REQUIRED ACTION: In the entries below, find the line with "use std::fmt;" and the line with "impl<D: RemoteDirectory, S: ArtifactScanner, P: PromptIo>". Return those two lines and all lines between them, exactly.

DATA:
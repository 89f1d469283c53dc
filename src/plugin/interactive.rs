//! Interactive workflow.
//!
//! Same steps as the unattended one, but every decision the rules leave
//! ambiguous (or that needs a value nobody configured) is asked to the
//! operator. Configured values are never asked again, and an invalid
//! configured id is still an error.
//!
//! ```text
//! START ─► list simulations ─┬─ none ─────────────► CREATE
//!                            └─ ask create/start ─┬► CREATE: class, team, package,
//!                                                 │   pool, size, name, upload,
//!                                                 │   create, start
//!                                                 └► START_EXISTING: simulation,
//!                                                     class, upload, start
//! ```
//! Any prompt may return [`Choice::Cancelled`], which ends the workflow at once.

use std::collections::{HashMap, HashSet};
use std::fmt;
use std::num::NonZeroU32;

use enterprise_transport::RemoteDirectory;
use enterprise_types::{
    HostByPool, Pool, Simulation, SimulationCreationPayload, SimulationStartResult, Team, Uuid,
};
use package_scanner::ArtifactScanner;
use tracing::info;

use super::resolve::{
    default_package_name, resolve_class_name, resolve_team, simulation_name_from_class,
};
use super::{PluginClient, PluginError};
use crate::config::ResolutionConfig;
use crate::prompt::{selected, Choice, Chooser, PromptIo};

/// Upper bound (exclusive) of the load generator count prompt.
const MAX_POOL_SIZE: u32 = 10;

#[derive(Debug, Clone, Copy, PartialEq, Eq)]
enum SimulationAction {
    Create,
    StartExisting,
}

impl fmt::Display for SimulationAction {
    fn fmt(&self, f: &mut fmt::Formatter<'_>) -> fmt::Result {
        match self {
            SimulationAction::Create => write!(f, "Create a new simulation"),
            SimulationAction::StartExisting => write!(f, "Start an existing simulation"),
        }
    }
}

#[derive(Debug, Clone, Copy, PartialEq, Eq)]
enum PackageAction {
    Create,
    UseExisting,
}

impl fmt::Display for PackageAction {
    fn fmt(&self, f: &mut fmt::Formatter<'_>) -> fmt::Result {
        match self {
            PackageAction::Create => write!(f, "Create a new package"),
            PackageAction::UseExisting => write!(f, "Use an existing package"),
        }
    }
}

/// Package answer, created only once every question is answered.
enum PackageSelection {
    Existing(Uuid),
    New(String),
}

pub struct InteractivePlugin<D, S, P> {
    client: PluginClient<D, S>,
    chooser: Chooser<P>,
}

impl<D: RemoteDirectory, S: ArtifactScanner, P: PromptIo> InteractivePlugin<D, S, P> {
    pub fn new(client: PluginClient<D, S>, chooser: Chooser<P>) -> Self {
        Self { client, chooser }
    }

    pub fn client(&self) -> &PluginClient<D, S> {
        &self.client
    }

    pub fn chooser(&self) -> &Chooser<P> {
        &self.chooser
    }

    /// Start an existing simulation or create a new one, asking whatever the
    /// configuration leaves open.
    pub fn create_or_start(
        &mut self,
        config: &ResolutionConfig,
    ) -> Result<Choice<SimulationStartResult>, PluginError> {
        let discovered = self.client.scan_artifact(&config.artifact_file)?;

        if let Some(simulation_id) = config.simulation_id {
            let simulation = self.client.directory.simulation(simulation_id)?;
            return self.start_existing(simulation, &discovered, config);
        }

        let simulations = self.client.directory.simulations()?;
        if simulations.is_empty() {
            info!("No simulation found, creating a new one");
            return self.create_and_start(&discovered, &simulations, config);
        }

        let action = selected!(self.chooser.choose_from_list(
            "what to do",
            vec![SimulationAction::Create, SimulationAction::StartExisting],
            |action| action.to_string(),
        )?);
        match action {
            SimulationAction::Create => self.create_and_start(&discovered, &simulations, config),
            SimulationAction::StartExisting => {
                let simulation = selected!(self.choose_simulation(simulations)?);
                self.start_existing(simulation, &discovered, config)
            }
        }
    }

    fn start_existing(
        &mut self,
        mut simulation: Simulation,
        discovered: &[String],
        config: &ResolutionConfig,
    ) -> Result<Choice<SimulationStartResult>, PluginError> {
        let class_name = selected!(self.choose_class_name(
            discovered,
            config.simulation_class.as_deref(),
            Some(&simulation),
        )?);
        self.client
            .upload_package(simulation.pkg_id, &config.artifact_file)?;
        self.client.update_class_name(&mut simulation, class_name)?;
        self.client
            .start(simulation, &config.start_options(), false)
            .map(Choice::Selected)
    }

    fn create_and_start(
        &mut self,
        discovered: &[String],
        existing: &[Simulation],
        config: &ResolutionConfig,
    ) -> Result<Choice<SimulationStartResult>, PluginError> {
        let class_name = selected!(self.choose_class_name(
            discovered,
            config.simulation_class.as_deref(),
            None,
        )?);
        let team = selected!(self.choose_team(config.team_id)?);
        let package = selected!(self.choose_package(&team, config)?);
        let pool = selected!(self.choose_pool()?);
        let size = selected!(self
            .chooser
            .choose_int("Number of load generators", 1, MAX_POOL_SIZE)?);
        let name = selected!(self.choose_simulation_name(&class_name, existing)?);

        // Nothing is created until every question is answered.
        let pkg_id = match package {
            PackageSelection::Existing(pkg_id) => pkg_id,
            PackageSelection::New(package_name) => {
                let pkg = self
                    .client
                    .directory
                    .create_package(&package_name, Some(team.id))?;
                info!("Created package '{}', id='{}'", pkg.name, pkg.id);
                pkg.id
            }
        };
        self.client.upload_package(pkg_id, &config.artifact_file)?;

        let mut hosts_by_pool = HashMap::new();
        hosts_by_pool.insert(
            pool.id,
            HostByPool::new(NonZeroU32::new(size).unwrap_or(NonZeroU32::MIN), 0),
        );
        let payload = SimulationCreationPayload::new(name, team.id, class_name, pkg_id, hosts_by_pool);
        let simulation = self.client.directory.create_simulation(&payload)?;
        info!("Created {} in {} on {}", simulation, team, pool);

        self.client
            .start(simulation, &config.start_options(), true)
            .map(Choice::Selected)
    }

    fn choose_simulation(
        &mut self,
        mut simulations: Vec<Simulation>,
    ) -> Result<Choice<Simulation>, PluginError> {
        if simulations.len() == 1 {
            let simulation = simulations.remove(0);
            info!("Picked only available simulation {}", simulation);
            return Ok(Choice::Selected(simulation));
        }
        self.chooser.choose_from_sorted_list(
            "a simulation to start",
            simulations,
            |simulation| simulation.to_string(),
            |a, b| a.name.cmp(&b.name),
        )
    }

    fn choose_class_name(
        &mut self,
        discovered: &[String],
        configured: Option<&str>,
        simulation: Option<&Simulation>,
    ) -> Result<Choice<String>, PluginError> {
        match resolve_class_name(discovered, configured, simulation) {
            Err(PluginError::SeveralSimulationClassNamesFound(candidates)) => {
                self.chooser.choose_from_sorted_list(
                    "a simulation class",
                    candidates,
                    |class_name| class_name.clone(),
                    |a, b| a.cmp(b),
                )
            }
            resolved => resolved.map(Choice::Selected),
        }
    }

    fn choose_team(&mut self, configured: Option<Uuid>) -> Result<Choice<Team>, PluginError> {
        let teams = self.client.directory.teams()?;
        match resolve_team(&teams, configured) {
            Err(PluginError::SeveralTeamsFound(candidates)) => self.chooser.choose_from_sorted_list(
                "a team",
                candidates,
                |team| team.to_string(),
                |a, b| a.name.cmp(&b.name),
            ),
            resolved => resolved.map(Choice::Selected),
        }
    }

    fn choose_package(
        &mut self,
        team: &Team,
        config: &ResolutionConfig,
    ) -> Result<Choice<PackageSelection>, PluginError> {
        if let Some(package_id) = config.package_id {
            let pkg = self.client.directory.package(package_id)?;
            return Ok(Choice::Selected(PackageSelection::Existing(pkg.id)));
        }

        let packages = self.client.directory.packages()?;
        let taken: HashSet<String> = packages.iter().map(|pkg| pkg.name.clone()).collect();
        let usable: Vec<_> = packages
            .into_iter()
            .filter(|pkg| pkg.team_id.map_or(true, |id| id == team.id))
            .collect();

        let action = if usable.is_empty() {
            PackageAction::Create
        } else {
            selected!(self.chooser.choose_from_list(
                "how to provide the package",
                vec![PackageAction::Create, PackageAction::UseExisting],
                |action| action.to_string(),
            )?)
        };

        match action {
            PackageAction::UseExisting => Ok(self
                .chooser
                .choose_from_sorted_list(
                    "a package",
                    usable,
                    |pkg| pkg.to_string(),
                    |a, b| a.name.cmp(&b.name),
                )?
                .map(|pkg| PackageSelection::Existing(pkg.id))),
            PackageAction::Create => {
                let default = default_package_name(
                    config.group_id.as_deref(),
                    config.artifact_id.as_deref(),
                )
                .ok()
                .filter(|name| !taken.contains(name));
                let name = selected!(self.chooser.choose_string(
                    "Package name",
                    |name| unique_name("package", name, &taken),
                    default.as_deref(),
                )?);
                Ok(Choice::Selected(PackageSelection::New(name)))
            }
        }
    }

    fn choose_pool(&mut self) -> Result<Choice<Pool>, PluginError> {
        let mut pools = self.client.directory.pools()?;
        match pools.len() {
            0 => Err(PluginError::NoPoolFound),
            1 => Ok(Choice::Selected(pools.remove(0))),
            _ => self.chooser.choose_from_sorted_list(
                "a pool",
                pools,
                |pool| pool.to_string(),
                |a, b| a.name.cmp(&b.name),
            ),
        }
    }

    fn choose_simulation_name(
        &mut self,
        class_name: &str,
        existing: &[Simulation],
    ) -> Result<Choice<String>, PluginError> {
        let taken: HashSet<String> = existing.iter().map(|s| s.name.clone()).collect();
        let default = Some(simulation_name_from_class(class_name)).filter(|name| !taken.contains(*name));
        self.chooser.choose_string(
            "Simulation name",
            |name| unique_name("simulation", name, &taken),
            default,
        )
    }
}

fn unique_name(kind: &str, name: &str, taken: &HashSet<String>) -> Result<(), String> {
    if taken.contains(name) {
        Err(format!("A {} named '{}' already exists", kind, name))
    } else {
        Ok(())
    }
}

OUTPUT BELOW:
use std::fmt;
use std::num::NonZeroU32;

use enterprise_transport::RemoteDirectory;
use enterprise_types::{
    HostByPool, Pool, Simulation, SimulationCreationPayload, SimulationStartResult, Team, Uuid,
};
use package_scanner::ArtifactScanner;
use tracing::info;

use super::resolve::{
    default_package_name, resolve_class_name, resolve_team, simulation_name_from_class,
};
use super::{PluginClient, PluginError};
use crate::config::ResolutionConfig;
use crate::prompt::{selected, Choice, Chooser, PromptIo};

/// Upper bound (exclusive) of the load generator count prompt.
const MAX_POOL_SIZE: u32 = 10;

#[derive(Debug, Clone, Copy, PartialEq, Eq)]
enum SimulationAction {
    Create,
    StartExisting,
}

impl fmt::Display for SimulationAction {
    fn fmt(&self, f: &mut fmt::Formatter<'_>) -> fmt::Result {
        match self {
            SimulationAction::Create => write!(f, "Create a new simulation"),
            SimulationAction::StartExisting => write!(f, "Start an existing simulation"),
        }
    }
}

#[derive(Debug, Clone, Copy, PartialEq, Eq)]
enum PackageAction {
    Create,
    UseExisting,
}

impl fmt::Display for PackageAction {
    fn fmt(&self, f: &mut fmt::Formatter<'_>) -> fmt::Result {
        match self {
            PackageAction::Create => write!(f, "Create a new package"),
            PackageAction::UseExisting => write!(f, "Use an existing package"),
        }
    }
}

/// Package answer, created only once every question is answered.
enum PackageSelection {
    Existing(Uuid),
    New(String),
}

pub struct InteractivePlugin<D, S, P> {
    client: PluginClient<D, S>,
    chooser: Chooser<P>,
}

impl<D: RemoteDirectory, S: ArtifactScanner, P: PromptIo> InteractivePlugin<D, S, P> {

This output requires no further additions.